* _WORK ITEM_
Copy every line of the entries that has the string "pixels" in it.

* _RECORDS TO USE_
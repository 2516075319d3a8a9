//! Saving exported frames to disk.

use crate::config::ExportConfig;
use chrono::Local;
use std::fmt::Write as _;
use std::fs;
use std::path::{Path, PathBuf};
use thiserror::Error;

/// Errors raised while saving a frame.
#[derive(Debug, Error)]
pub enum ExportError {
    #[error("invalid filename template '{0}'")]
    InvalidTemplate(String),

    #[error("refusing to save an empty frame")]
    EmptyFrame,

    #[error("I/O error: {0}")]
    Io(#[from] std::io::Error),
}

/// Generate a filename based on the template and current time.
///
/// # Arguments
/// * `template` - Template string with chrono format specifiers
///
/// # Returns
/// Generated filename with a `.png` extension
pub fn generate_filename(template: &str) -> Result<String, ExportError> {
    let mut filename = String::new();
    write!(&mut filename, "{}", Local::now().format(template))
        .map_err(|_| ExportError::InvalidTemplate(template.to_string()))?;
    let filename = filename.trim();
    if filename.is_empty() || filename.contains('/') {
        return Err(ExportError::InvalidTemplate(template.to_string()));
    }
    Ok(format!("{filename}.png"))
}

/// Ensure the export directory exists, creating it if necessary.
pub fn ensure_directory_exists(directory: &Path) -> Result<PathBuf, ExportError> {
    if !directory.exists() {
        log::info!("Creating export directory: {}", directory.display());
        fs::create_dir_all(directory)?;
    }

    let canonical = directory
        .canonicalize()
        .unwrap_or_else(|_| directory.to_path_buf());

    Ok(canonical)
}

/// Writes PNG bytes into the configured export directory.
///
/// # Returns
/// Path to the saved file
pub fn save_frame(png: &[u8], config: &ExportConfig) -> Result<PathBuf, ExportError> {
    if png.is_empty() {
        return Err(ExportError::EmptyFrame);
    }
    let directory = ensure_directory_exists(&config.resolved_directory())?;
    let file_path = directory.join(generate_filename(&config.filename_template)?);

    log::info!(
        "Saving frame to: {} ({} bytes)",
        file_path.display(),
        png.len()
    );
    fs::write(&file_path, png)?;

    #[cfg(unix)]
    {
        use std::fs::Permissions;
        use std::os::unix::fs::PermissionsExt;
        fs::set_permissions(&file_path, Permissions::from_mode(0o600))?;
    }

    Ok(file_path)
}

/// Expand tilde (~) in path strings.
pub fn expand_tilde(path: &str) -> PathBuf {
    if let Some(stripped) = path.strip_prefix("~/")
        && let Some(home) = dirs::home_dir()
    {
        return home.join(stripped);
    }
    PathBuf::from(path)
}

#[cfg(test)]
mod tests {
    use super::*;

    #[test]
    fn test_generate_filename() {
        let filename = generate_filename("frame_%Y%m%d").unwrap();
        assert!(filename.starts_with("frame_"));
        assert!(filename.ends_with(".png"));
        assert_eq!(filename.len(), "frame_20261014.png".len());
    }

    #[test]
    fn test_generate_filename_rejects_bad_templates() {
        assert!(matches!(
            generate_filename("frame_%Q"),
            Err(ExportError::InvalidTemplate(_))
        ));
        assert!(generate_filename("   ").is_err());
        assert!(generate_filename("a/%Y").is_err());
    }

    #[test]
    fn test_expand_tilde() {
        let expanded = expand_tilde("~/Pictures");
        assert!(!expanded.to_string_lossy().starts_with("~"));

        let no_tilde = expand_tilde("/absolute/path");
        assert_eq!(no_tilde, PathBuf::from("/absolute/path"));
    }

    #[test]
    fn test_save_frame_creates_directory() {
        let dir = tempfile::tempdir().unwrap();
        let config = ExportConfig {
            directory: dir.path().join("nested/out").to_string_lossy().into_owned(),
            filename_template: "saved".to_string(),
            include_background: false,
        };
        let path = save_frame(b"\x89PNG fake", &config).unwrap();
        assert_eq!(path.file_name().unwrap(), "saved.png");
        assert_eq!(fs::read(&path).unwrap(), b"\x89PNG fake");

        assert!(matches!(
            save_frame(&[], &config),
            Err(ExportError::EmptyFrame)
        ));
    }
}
==
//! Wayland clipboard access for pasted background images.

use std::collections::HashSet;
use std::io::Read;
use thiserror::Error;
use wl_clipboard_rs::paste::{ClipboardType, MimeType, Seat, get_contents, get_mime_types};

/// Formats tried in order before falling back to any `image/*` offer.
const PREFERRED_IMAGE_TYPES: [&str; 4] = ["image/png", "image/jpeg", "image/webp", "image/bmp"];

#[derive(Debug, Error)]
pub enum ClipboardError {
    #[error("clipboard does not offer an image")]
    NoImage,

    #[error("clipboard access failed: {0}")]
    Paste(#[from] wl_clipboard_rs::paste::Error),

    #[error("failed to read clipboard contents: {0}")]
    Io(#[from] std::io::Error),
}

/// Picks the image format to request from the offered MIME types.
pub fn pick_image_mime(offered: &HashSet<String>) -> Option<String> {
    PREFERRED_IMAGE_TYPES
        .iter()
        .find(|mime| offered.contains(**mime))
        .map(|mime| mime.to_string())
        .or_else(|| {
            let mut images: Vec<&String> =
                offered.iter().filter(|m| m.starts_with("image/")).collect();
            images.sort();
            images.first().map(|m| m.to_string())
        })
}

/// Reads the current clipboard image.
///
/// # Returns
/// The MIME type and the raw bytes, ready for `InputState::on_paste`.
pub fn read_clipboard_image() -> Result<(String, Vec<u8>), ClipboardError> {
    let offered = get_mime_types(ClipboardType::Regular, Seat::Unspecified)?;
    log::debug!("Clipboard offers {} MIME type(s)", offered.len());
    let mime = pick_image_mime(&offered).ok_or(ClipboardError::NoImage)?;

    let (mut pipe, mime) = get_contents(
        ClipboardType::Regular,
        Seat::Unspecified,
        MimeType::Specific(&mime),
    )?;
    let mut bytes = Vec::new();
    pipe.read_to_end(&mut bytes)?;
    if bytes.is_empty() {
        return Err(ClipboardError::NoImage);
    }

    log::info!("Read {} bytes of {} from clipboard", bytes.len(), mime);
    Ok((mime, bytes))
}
---
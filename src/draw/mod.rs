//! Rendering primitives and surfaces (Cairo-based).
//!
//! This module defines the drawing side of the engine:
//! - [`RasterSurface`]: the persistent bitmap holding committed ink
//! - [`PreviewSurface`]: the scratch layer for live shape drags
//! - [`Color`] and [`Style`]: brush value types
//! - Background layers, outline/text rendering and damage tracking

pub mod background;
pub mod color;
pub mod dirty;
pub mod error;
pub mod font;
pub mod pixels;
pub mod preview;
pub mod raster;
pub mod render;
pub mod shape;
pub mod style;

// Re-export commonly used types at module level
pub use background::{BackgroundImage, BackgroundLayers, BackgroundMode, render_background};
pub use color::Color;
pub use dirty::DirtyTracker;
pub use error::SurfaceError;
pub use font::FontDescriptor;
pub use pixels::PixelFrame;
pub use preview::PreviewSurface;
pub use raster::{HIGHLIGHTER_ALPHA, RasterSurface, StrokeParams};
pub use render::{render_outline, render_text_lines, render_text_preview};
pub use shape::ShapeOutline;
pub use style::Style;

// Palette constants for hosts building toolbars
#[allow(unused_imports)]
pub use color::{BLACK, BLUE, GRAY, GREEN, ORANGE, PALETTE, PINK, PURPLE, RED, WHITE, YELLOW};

* _EXPECTED OUTPUT_
pub mod pixels;
pub use pixels::PixelFrame;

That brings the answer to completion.